Ainsi, plutôt qu'un rempart de pierre autour d'une forteresse médiévale, la barrière hémato-encéphalique est comme un mur magique dans lequel les portes apparaissent et disparaissent, et les fenêtres deviennent de plus en plus petites. Certaines parties s'effondrent, certaines parties sont reconstruites - et cela change constamment.

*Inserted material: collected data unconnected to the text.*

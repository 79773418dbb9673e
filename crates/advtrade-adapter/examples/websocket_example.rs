/*
[INPUT]:  ADVTRADE_API_KEY / ADVTRADE_API_SECRET environment variables
[OUTPUT]: Ticker and heartbeat updates printed for a few seconds
[POS]:    Examples - stream client usage
[UPDATE]: When the StreamClient API changes
*/

use advtrade_adapter::*;
use tokio::time::{Duration, sleep};

/// Example: subscribe to BTC-USD ticker updates and heartbeats
#[tokio::main]
async fn main() -> Result<()> {
    println!("=== Advanced Trade Stream Example ===\n");

    let credentials = Credentials::new(
        std::env::var("ADVTRADE_API_KEY").unwrap_or_default(),
        std::env::var("ADVTRADE_API_SECRET").unwrap_or_default(),
    );
    let client = StreamClient::new(StreamConfig::new(credentials))?;

    client.router().on_ticker(|message| {
        for ticker in message.events.iter().flat_map(|event| &event.tickers) {
            println!("ticker {} {}", ticker.product_id, ticker.price);
        }
    });
    client.router().on_heartbeats(|message| {
        println!("heartbeat seq={}", message.sequence_num);
    });
    client.router().on_error(|err| eprintln!("dropped message: {err}"));

    client.open().await?;
    client.subscribe(["BTC-USD"], ChannelKind::Ticker).await?;
    client.subscribe(Vec::<String>::new(), "heartbeats").await?;

    sleep(Duration::from_secs(5)).await;

    client.unsubscribe(["BTC-USD"], ChannelKind::Ticker).await?;
    client.close().await?;
    println!("\n✓ Stream example complete");
    Ok(())
}
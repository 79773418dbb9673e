/*
[INPUT]:  A frame source, the shared router, and a cancellation token
[OUTPUT]: Routed messages until the socket closes; a terminal exit reason
[POS]:    WebSocket layer - background receive loop
[UPDATE]: When changing loop termination or per-message failure isolation
*/

use tokio_util::sync::CancellationToken;
use tracing::{debug, warn};

use super::reassembler::{Assembled, FrameReassembler, FrameSource};
use super::router::MessageRouter;

/// Why a receive loop stopped
#[derive(Debug, Clone, PartialEq, Eq)]
pub enum ReaderExit {
    /// The peer sent a close frame
    PeerClosed,
    /// The transport ended without a close frame
    StreamEnded,
    /// The owning connection left the open state
    ConnectionClosed,
    /// The owner's cancellation token fired
    Cancelled,
    /// The transport reported an error
    Transport(String),
}

/// Lifetime of the most recent receive loop.
///
/// `epoch` increments on every successful open, so a caller that reopens can
/// wait until the previous loop reports `running == false`.
#[derive(Debug, Clone, Default, PartialEq, Eq)]
pub struct ReaderStatus {
    pub epoch: u64,
    pub running: bool,
    pub exit: Option<ReaderExit>,
}

impl ReaderStatus {
    pub(crate) fn running(epoch: u64) -> Self {
        Self {
            epoch,
            running: true,
            exit: None,
        }
    }
}

/// Drain `source` until close, cancellation, or `keep_running` turns false.
///
/// A message that fails to decode is reported and skipped, and the router
/// contains observer panics; only transport-level conditions end the loop.
pub async fn run_read_loop<F, K>(
    mut source: F,
    mut reassembler: FrameReassembler,
    router: &MessageRouter,
    cancel: &CancellationToken,
    keep_running: K,
) -> ReaderExit
where
    F: FrameSource,
    K: Fn() -> bool,
{
    loop {
        let next = tokio::select! {
            biased;
            _ = cancel.cancelled() => return ReaderExit::Cancelled,
            next = source.next_frame() => next,
        };

        let frame = match next {
            None => return ReaderExit::StreamEnded,
            Some(Err(err)) => {
                warn!(error = %err, "ws read failed");
                return ReaderExit::Transport(err.to_string());
            }
            Some(Ok(frame)) => frame,
        };

        match reassembler.push(frame) {
            Assembled::Pending => continue,
            Assembled::Closed => {
                debug!("ws close frame received");
                return ReaderExit::PeerClosed;
            }
            Assembled::Discarded { bytes } => {
                warn!(bytes, "ws message exceeded size limit; discarded");
            }
            Assembled::Message(bytes) => {
                router.deliver(bytes);
            }
        }

        if !keep_running() {
            return ReaderExit::ConnectionClosed;
        }
    }
}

La barrière hémato-encéphalique n'est "jamais statique", a déclaré Rhea. "Ce n'est jamais seulement ce mur qui doit être surmonté."

Note de l'éditeur : Maria Lehtinen est chercheuse auprès de l'Initiative de recherche sur l'autisme de la Fondation Simons (SFARI) et Richard Daneman a déjà reçu un financement de la Fondation Simons. La Fondation Simons finance également Quanta comme un magazine éditorial indépendant. Les décisions de financement n'ont aucune influence sur notre couverture.